Friday, March 04, 2011

Big Time Sissyass Stuff: BYU Bans Top Basketball Player For Having Sex


BYU that bastion of fine Mormonist education, has decided to ban a top basketball player only days into the huge March Madness basketball season because he had premarital sex with a girlfriend. The school claims that this is to uphold some sort of "honor code". Honor code? Isn't this the same cult church where members once disguised themselves as Paiute Indians and participated in the Mountain Meadows Massacre of about 120 settlers, only leaving just 17 children under the age of 7 alive? Maybe according to Mormonist reasoning leaving a few small children alive ranked as "honor" of some sort?
Interesting, the suspension only came after BYU Cougars player Brandon Davies admitted having sex with his girlfriend who attends college in Arizona, and is an athlete herself. Why someone thinks that it's school business that he's having sex sounds big time sissyass in itself. It shouldn't be any darn business of any school who's having sex with who. That's private stuff. Yet, Davies felt compared to share it with school officials. Oh, great. That was real smart.


At any rate, BYU seems more interested in upholding some wacky church rules than winning basketball games it seems. And, at 6 foot 9 Brandon Davies found out about this the hard way. He was one of the team's stars leading the team to a #3 ranking. Now he's off the team, and any potential future career in the NBA could be put on cold ice as well. Not only were his dreams trash-canned by the school, but the BYU team got trash-canned by New Mexico in a whopping 82-64 loss, only proving the school's stupidity here. The same conduct code also bans the BYU kids from drinking coffee or drinks with caffeine. One Pepsi or Coke could have got the kid kicked off the sports team as well. Every church attempts to ban something it seems, so Mormons long ago randomly picked coffee to ban. Why not pick something almost no one wants, like let's say Pauly Shore movies?
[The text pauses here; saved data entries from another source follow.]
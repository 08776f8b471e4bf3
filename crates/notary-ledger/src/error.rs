/// Errors produced by ledger operations.
///
/// An unknown identifier is never an error; lookups return `Ok(None)`.
#[derive(Debug, Clone, PartialEq, Eq, thiserror::Error)]
pub enum LedgerError {
    #[error("integrity violation at seq {seq}: {reason}")]
    IntegrityViolation { seq: u64, reason: String },

    #[error("serialization error: {0}")]
    Serialization(String),

    #[error("ledger log I/O error: {0}")]
    Io(String),

    #[error("ledger unavailable: {0}")]
    Unavailable(String),
}

impl LedgerError {
    /// `true` for failures of the backing storage rather than of the data.
    pub fn is_transient(&self) -> bool {
        matches!(self, Self::Io(_) | Self::Unavailable(_))
    }
}

impl From<std::io::Error> for LedgerError {
    fn from(e: std::io::Error) -> Self {
        Self::Io(e.to_string())
    }
}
BYU's "honor code" also bans beards as well. Well, that would be real bullshit to any real biker guy right there. You can't look real badass looking like some accountant on a mean looking chopper.
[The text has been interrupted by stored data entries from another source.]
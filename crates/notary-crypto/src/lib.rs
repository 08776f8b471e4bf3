//! Hashing primitives for the document notary.
//!
//! Two hash families, kept apart on purpose:
//!
//! - [`HashEngine`] derives the SHA-256 content [`Fingerprint`] of a
//!   document by streaming it in bounded chunks. This is the value that gets
//!   anchored and later re-derived by verifiers.
//! - [`DomainHasher`] produces domain-separated BLAKE3 digests for internal
//!   integrity structures such as the ledger's record chain.
//!
//! All crypto operations wrap established libraries; no custom cryptography.
//!
//! [`Fingerprint`]: notary_types::Fingerprint

pub mod domain;
pub mod engine;

pub use domain::{DomainHasher, HasherError};
pub use engine::{ContentDigest, HashConfig, HashEngine};
//! Append-only anchoring ledger for the document notary.
//!
//! The ledger is the one component whose guarantee the whole system rests
//! on: once a fingerprint is anchored under an identifier, that record is
//! retrievable forever and never changes. This crate provides:
//! - `LedgerWriter` / `LedgerReader` trait boundaries
//! - `InMemoryLedger`, the process-local mock used by tests and embedding
//! - `FileLedger`, a CRC-framed append-only log replayed on open
//! - Hash-chain validation across all records
//!
//! Records move from absent to committed exactly once; there is no update
//! or delete path in any implementation.

pub mod error;
pub mod file;
pub mod memory;
pub mod record;
mod state;
pub mod traits;

pub use error::LedgerError;
pub use file::{FileLedger, FileLedgerConfig, SyncMode};
pub use memory::InMemoryLedger;
pub use record::{validate_records, Anchor, LedgerRecord};
pub use traits::{Ledger, LedgerReader, LedgerWriter};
Sleeveless shirts are another no-no at BYU. Yet, I always thought that's pretty much a given what those BYU basketball uniforms look like, isn't it? Even their enforcement of rules is selective here, isn't it. Yet, strangely that sacred temple underwear that Mormons wear to get into Heaven look strangely like a basketball uniform circa late 1888 style.


The BYU honor code also bans unclean language. Oh, you're shittin' me here! What no expletives when you accidentally drop something heavy on your toes like an anvil! Bright colors are banned as well, maybe because BYU thinks they might look a little bit too Hollywood gay or something?
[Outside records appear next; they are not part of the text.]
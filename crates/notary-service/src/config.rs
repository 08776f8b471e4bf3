use notary_crypto::HashConfig;
use serde::{Deserialize, Serialize};

/// Behaviour switches for [`NotarizationService`](crate::NotarizationService).
#[derive(Clone, Debug, Default, PartialEq, Eq, Serialize, Deserialize)]
#[serde(default)]
pub struct ServiceConfig {
    pub hash: HashConfig,
    /// Also audit content checks against identifiers that resolve to no
    /// archive entry. Such rows carry no archive link.
    pub audit_unresolved: bool,
}

#[cfg(test)]
mod tests {
    use super::*;

    #[test]
    fn default_config() {
        let c = ServiceConfig::default();
        assert_eq!(c.hash.chunk_size, 4096);
        assert!(!c.audit_unresolved);
    }
}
Hey, remember how Fred Flintstone belonged to the Grand Order Of Water Buffaloes lodge, which has their own secret rituals. Well, guess what? Mormons have a secret handshake they learn so they gain entrance into Heaven. It's like Free Masonry gone wild here passed off as religion!


So you have to ask whether a religious cult church operated school has gained anything at all here. Sponsors and donors to the colleges are often attracted by winning sports teams. Does a school that deliberately throws games deserve their financial support?


Well, here's one collective Big Time Sissyass Award to BYU for throwing an important game just to uphold some funky old church rules. Mormon religion founder Joseph Smith and other major church founders were well known for not always keeping church rules very well themselves. Yet, the school decided to screw up their March Madness hopes and any good publicity they could have by going to extremes and suspending a star player for what could have been handled as a minor internal college matter. If that isn't the Webster Dictionary definition of the Big Time Sissyass, then nothing is my friend. BYU, you earned your award here.


BTW, strangely the loss of BYU to New Mexico is a sort of rough poetic justice for the suspension of New Mexico's Elizabeth Lambert for unsportsmanlike like conduct(read rough shoving) during a women's soccer game in 2009. Maybe, this is the nature of college sports.